2025 年 6 月 13 日，北京大学基础医学院/血管稳态与重构全国重点实验室/细胞稳态与衰老性重大疾病北京研究中心王凯课题组与美国哈佛医学院/波士顿儿童医院 Juan Melero-Martin 团队合作（博士后公丽岩为第一作者）在 Cell Stem Cell 期刊发表了题为：Rapid generation of functional vascular organoids via simultaneous transcription factor activation of endothelial and mural lineages 的研究论文【1】。

该研究开发了一种通过正交激活血管细胞命运决定转录因子 ETV2 和 NKX3.1 以快速生成功能化血管类器官的新方法，该方法能够在 5 天内从 iPSC 大量生成尺度大小均一的血管类器官，并建立了可调控的血管谱系差异模型，还在缺血再灌注治疗和胰岛移植中的展示了其应用潜力。

血管对于几乎所有组织来说都是必不可少的，它们输送营养物质和氧气，调控止血以及炎症反应。在发育过程中，血管系统塑造器官形成，并支持出生后的组织生长和修复。血管微环境也维持着干细胞群。因此，重建功能性的血管网络，对于基础血管生物学和转化血管生物学而言都是至关重要的。

功能性血管需要两种关键的细胞类型：内皮细胞（EC）和血管壁细胞（MC）。确定这些细胞的可靠来源一直是血管工程的核心问题。最初的方法依赖于从血管中分离原代细胞，这种方法的应用范围有限。诱导多能干细胞（iPSC）技术改变了这一领域，提供了可扩展的、自体来源的血管细胞。

此前，该团队已通过瞬时激活转录因子 ETV2 和 NKX3.1，分别将 iPSC 高效分化为诱导内皮细胞（iEC）和诱导血管壁细胞（iMC），表明了血管类器官中最主要的两种细胞类型都可以通过激活转录因子进行正向编程的方式获得，这为接下来血管类器官分化新方案的研究打下了坚实基础。

在这项最新研究中，研究团队提出了一种通过使用多西环素诱导或 modRNA 调控系统对转录因子 ETV2 和 NKX3.1 进行正交激活，从而从诱导多能干细胞（iPSC）生成血管类器官（VO）的简化方法。

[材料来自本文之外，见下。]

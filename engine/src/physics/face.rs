//! Collision Faces
//!
//! Converts rendered triangles into the flat world-space representation the
//! collision solver consumes. A face is three points plus the derived plane
//! data; faces are classified as floor, wall, or ceiling by the vertical
//! component of their normal and never mutated after construction.

use glam::{Mat4, Vec3};

use crate::geometry::{MeshBuffers, SceneNode};

/// A collidable world-space triangle.
///
/// Immutable once built. `origin_offset` is the plane-equation constant
/// `-normal . point0`, so `normal . p + origin_offset` is the signed
/// distance of `p` from the face plane.
#[derive(Clone, Copy, Debug)]
pub struct Face {
    points: [Vec3; 3],
    normal: Vec3,
    origin_offset: f32,
    lower_y: f32,
    upper_y: f32,
}

impl Face {
    /// Build a face from three world-space points.
    ///
    /// Degenerate triangles get a zero normal (and classify as walls);
    /// normalization never divides by zero.
    pub fn new(a: Vec3, b: Vec3, c: Vec3) -> Self {
        let normal = (b - a).cross(c - a).normalize_or_zero();
        Self {
            points: [a, b, c],
            normal,
            origin_offset: -normal.dot(a),
            lower_y: a.y.min(b.y).min(c.y),
            upper_y: a.y.max(b.y).max(c.y),
        }
    }

    pub fn points(&self) -> [Vec3; 3] {
        self.points
    }

    pub fn normal(&self) -> Vec3 {
        self.normal
    }

    pub fn origin_offset(&self) -> f32 {
        self.origin_offset
    }

    pub fn lower_y(&self) -> f32 {
        self.lower_y
    }

    pub fn upper_y(&self) -> f32 {
        self.upper_y
    }

    /// Signed distance from `point` to the face plane.
    pub fn plane_distance(&self, point: Vec3) -> f32 {
        self.normal.dot(point) + self.origin_offset
    }
}

/// Surface classification result.
#[derive(Debug, Clone, Copy, PartialEq, Eq)]
pub enum SurfaceKind {
    Floor,
    Wall,
    Ceiling,
}

/// Classification thresholds on `normal.y`.
///
/// Terrain and scenery use different floor cutoffs: a steep hillside must
/// stay drivable while an equally steep rock flank should push the car
/// back. Both values travel with the call site instead of being branched
/// on, so the two behaviors cannot silently drift apart.
#[derive(Debug, Clone, Copy, PartialEq)]
pub struct SurfacePolicy {
    /// Faces with `normal.y` above this are floors.
    pub floor_min_ny: f32,
    /// Faces with `normal.y` below this are ceilings.
    pub ceiling_max_ny: f32,
}

impl SurfacePolicy {
    /// Lenient floors for terrain: steep walkable ramps remain floors.
    pub const TERRAIN: Self = Self {
        floor_min_ny: 0.2,
        ceiling_max_ny: -0.5,
    };

    /// Strict floors for scattered props: only near-level tops are floors.
    pub const SCENERY: Self = Self {
        floor_min_ny: 0.5,
        ceiling_max_ny: -0.5,
    };

    pub fn classify(&self, face: &Face) -> SurfaceKind {
        let ny = face.normal().y;
        if ny > self.floor_min_ny {
            SurfaceKind::Floor
        } else if ny < self.ceiling_max_ny {
            SurfaceKind::Ceiling
        } else {
            SurfaceKind::Wall
        }
    }
}

/// Faces bucketed by surface kind.
///
/// Accumulated across many extraction calls while a level is assembled;
/// [`group_faces`] appends and never clears.
#[derive(Clone, Debug, Default)]
pub struct GroupedFaces {
    pub floors: Vec<Face>,
    pub walls: Vec<Face>,
    pub ceilings: Vec<Face>,
}

impl GroupedFaces {
    pub fn len(&self) -> usize {
        self.floors.len() + self.walls.len() + self.ceilings.len()
    }

    pub fn is_empty(&self) -> bool {
        self.len() == 0
    }

    /// Sort floors by descending upper bound.
    ///
    /// The floor query takes the first containing face it finds, so where
    /// floors overlap in XZ (a bridge over a lakebed) the highest must come
    /// first. Level assembly calls this once before the grid is built.
    pub fn sort_floors_descending(&mut self) {
        self.floors.sort_by(|a, b| b.upper_y().total_cmp(&a.upper_y()));
    }
}

/// Extract world-space faces from every triangle of `buffers`.
///
/// Each vertex position is transformed by `transform` exactly once.
pub fn faces_from_buffers(buffers: &MeshBuffers, transform: Mat4, out: &mut Vec<Face>) {
    for triangle in buffers.indices.chunks_exact(3) {
        let a = transform.transform_point3(buffers.position(triangle[0]));
        let b = transform.transform_point3(buffers.position(triangle[1]));
        let c = transform.transform_point3(buffers.position(triangle[2]));
        out.push(Face::new(a, b, c));
    }
}

/// Extract faces from a scene node tree.
///
/// `override_transform`, when given, replaces the node's own world
/// transform entirely - used for an object whose placement is known before
/// it is attached to the scene. It is never combined with the node's
/// transform; exactly one of the two is applied.
pub fn faces_from_node(node: &SceneNode, override_transform: Option<Mat4>, out: &mut Vec<Face>) {
    match node {
        SceneNode::Mesh(mesh) => {
            let transform = override_transform.unwrap_or(mesh.transform);
            faces_from_buffers(&mesh.buffers, transform, out);
        }
        SceneNode::Instanced(instanced) => match override_transform {
            Some(transform) => faces_from_buffers(&instanced.buffers, transform, out),
            None => {
                for &instance in &instanced.instances {
                    faces_from_buffers(&instanced.buffers, instance, out);
                }
            }
        },
        SceneNode::Group(group) => {
            // An override replaces the group's transform; children still
            // compose beneath it
            let base = override_transform.unwrap_or(group.transform);
            for child in &group.children {
                walk_composed(child, base, out);
            }
        }
    }
}

fn walk_composed(node: &SceneNode, parent: Mat4, out: &mut Vec<Face>) {
    match node {
        SceneNode::Mesh(mesh) => faces_from_buffers(&mesh.buffers, parent * mesh.transform, out),
        SceneNode::Instanced(instanced) => {
            for &instance in &instanced.instances {
                faces_from_buffers(&instanced.buffers, parent * instance, out);
            }
        }
        SceneNode::Group(group) => {
            for child in &group.children {
                walk_composed(child, parent * group.transform, out);
            }
        }
    }
}

/// Classify `faces` into `destination`, appending in place.
pub fn group_faces(faces: &[Face], policy: SurfacePolicy, destination: &mut GroupedFaces) {
    for &face in faces {
        match policy.classify(&face) {
            SurfaceKind::Floor => destination.floors.push(face),
            SurfaceKind::Wall => destination.walls.push(face),
            SurfaceKind::Ceiling => destination.ceilings.push(face),
        }
    }
}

该方法采用转录因子 ETV2 与 NKX3.1 的正交激活策略，分别诱导 iPSC 向内皮细胞和血管壁细胞分化，通过预诱导中胚层祖细胞（Mesoderm Progenitor Cell，MePC），再将两种初步诱导的 iPSC 按 1:1 混合并 3D 培养，在 5 天时间内即可形成直径约 250 μm、结构统一的功能性血管类器官，且无需细胞外基质。这些血管类器官在嵌入细胞外基质后会进一步成熟，形成了更大且结构更完善的血管。

接下来，研究团队通过单细胞 RNA 测序揭示了这些血管类器官中血管细胞的异质性，不同转录因子诱导时长会导致血管谱系偏倚：短时激活 ETV2（1天）更易获得动脉样 iEC，而长时激活（3天）则促进静脉样或具更高血管新生潜能的 iEC，在体内移植中形成更多灌注血管。这一可调控的“命运开关”，为未来按需构建特定类型血管网络提供了工具。

进一步体内实验表明，将这些血管类器官植入免疫缺陷小鼠体内后，形成了有血液灌注的血管，并在下肢缺血模型和胰岛移植模型中促进了血管重建。

该研究的核心发现：

通过正交激活转录因子，可从 iPSC 快速生成血管类器官；

iEC 和 iMC 的同时分化驱动成熟且功能正常的血管形成；

转录因子激活时间调节血管细胞的身份和异质性；

血管类器官可在缺血和移植模型中植入并重建血管系统

总的来说，该研究确定了一个利用正向编程驱动干细胞快速生成血管类器官的新方法，摆脱了传统类器官制备所需的基质胶和生长因子，极大地改善了血管类器官的异质性，降低了分化成本，具有广泛应用前景，为血管建模、疾病研究和再生细胞疗法提供了一个快速且多用途的血管类器官平台。